De gladheid, het gevoel en de aanraking van het contactpunt tussen de rugleuning en het menselijk lichaam:
Alle delen van de rugleuning, vooral die welke in contact komen met het menselijk lichaam, mogen geen scherpe hoeken, scherpe randen (scherpe randen) of uitsteeksels (kleine uitsteeksels) hebben die mensen gemakkelijk kunnen bezeren of pijn doen. Ze moeten rond en glad zijn en goed aanvoelen. Mooi gebaar.

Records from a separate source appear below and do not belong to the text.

use std::io::Write;
use std::os::unix::io::AsRawFd;
use std::os::unix::net::UnixListener;
use std::path::PathBuf;
use std::sync::Arc;
use std::time::Instant;

use miette::{Context, IntoDiagnostic, Result};
use serde::Serialize;
use tokio::runtime::Handle;
use tokio::task;

use crate::config::{ConfigSource, SiteConfig};
use crate::data::{build_sitemap, resolve, ResolvedRoute};
use crate::notify::{Alert, NotFoundNotifier};
use crate::rendering::{RenderedPage, ResponseRenderer};

/// path that always serves the generated sitemap
pub const SITEMAP_PATH: &str = "/sitemap.xml";

/// request metadata extracted from the fastcgi parameters
#[derive(Clone, Debug, Serialize)]
pub struct RequestInfo {
    pub method: String,
    pub path: String,
    pub query: String,
    pub host: Option<String>,
    pub remote_addr: Option<String>,
    #[serde(skip)]
    started: Instant,
}

impl RequestInfo {
    /// Builds the request metadata from the cgi parameters.
    ///
    /// The request path is `REQUEST_URI` with the query string stripped,
    /// which is the form the page tree stores.
    pub fn from_lookup(lookup: impl Fn(&str) -> Option<String>) -> Self {
        let uri = lookup("REQUEST_URI").unwrap_or_else(|| "/".to_owned());
        let path = uri.split('?').next().unwrap_or("/").to_owned();

        Self {
            method: lookup("REQUEST_METHOD").unwrap_or_else(|| "GET".to_owned()),
            path,
            query: lookup("QUERY_STRING").unwrap_or_default(),
            host: lookup("HTTP_HOST"),
            remote_addr: lookup("REMOTE_ADDR"),
            started: Instant::now(),
        }
    }

    /// milliseconds spent on this request so far
    pub fn elapsed_ms(&self) -> f64 {
        self.started.elapsed().as_secs_f64() * 1000.0
    }
}

/// a finished cgi-style response
#[derive(Clone, Debug)]
pub struct HttpResponse {
    pub status: u16,
    pub reason: &'static str,
    pub content_type: &'static str,
    pub body: String,
}

impl HttpResponse {
    fn page(page: RenderedPage) -> Self {
        Self {
            status: page.status.code(),
            reason: page.status.reason(),
            content_type: "text/html; charset=utf-8",
            body: page.body,
        }
    }

    fn sitemap(body: String) -> Self {
        Self {
            status: 200,
            reason: "OK",
            content_type: "application/xml",
            body,
        }
    }

    fn internal_error() -> Self {
        Self {
            status: 500,
            reason: "Internal Server Error",
            content_type: "text/plain; charset=utf-8",
            body: "Internal Server Error\n".to_owned(),
        }
    }

    fn write_to(&self, out: &mut impl Write) -> std::io::Result<()> {
        write!(
            out,
            "Status: {} {}\r\nContent-Type: {}\r\nContent-Length: {}\r\n\r\n",
            self.status,
            self.reason,
            self.content_type,
            self.body.len()
        )?;
        out.write_all(self.body.as_bytes())
    }
}

/// fastcgi worker answering requests from the page tree
pub struct Server {
    config: Arc<dyn ConfigSource>,
    renderer: Arc<ResponseRenderer>,
    notifier: Arc<dyn NotFoundNotifier>,
}

impl Server {
    pub fn new(
        config: Arc<dyn ConfigSource>,
        renderer: Arc<ResponseRenderer>,
        notifier: Arc<dyn NotFoundNotifier>,
    ) -> Self {
        Self {
            config,
            renderer,
            notifier,
        }
    }

    /// Runs the accept loop until the listening socket is closed.
    ///
    /// The fastcgi library drives one worker thread per in-flight
    /// request, so the blocking loop runs off the async runtime and
    /// every request is bridged back in through a runtime handle.
    pub async fn serve(self, socket: Option<PathBuf>, pid_file: Option<PathBuf>) -> Result<()> {
        if let Some(path) = &pid_file {
            tokio::fs::write(path, std::process::id().to_string())
                .await
                .into_diagnostic()
                .context("writing pid file")?;
        }

        let handle = Handle::current();
        let server = Arc::new(self);
        let worker = task::spawn_blocking(move || -> Result<()> {
            let handler = move |mut req: fastcgi::Request| {
                let info = RequestInfo::from_lookup(|name| req.param(name));
                let response = handle.block_on(server.respond(&info)).unwrap_or_else(|error| {
                    tracing::error!("request for {} failed: {error:?}", info.path);
                    HttpResponse::internal_error()
                });

                let mut stdout = req.stdout();
                if let Err(error) = response.write_to(&mut stdout) {
                    tracing::error!("writing the response for {} failed: {error}", info.path);
                    return;
                }

                tracing::info!(
                    "{} {} -> {} ({:.1} ms)",
                    info.method,
                    info.path,
                    response.status,
                    info.elapsed_ms()
                );
            };

            match socket {
                Some(path) => {
                    // a previous worker may have left its socket file behind
                    if std::fs::metadata(&path).is_ok() {
                        std::fs::remove_file(&path).into_diagnostic()?;
                    }
                    let listener = UnixListener::bind(&path)
                        .into_diagnostic()
                        .context("binding the fastcgi socket")?;
                    tracing::info!("listening on {}", path.display());
                    fastcgi::run_raw(handler, listener.as_raw_fd());
                }
                None => {
                    tracing::info!("serving on the inherited listen socket");
                    fastcgi::run_raw(handler, std::io::stdin().as_raw_fd());
                }
            }

            Ok(())
        });

        let result = worker.await.into_diagnostic()?;

        if let Some(path) = &pid_file {
            // stale pid files only confuse the next start
            let _ = tokio::fs::remove_file(path).await;
        }

        result
    }

    /// Produces the response for a single request.
    ///
    /// The configuration is loaded fresh for every request, a snapshot
    /// no other request sees. Errors bubble up to the caller which
    /// answers with an internal error response.
    #[tracing::instrument(level = "trace", skip(self))]
    async fn respond(&self, request: &RequestInfo) -> Result<HttpResponse> {
        let config = self.config.load().await?;

        if request.path == SITEMAP_PATH {
            let base_url = config
                .base_url
                .clone()
                .or_else(|| request.host.as_ref().map(|host| format!("http://{host}")))
                .unwrap_or_default();
            return Ok(HttpResponse::sitemap(build_sitemap(&config.pages, &base_url)));
        }

        let route = resolve(&config.pages, &request.path);
        let unresolved = matches!(route, ResolvedRoute::NotFound);
        let page = self.renderer.render(&config, route, request)?;

        if unresolved {
            self.send_alert(&config, request).await;
        }

        Ok(HttpResponse::page(page))
    }

    /// Sends the not-found alert when both addresses are configured.
    ///
    /// Failures are logged only, a broken mail setup must not break
    /// the response.
    async fn send_alert(&self, config: &SiteConfig, request: &RequestInfo) {
        let Some((from, to)) = config.alert_addresses() else {
            return;
        };

        let alert = Alert {
            from,
            to,
            missing_path: &request.path,
            request,
        };
        if let Err(error) = self.notifier.notify(alert).await {
            tracing::warn!("sending the not-found alert for {} failed: {error}", request.path);
        }
    }
}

Rugleuning en langdurige zithoudingverstelling:
Bij langdurig zitten moet de zithouding regelmatig en actief worden aangepast. Daarom zullen er enkele nieuwe eisen worden gesteld aan de zitting en rugleuning. Ten eerste is er ruimte voor aanpassing van de zithouding en is het handig om de zithouding te veranderen. Het zal comfortabeler zijn als de rugleuning een omhullend gevoel heeft, maar deze moet wel te strak zijn om de aanpassing van de zithouding te belemmeren. Ten tweede moet de rugleuning, wanneer het lichaam goed op de zitting is gedraaid, altijd de taille van de zitter ondersteunen en leunen om het comfort te behouden.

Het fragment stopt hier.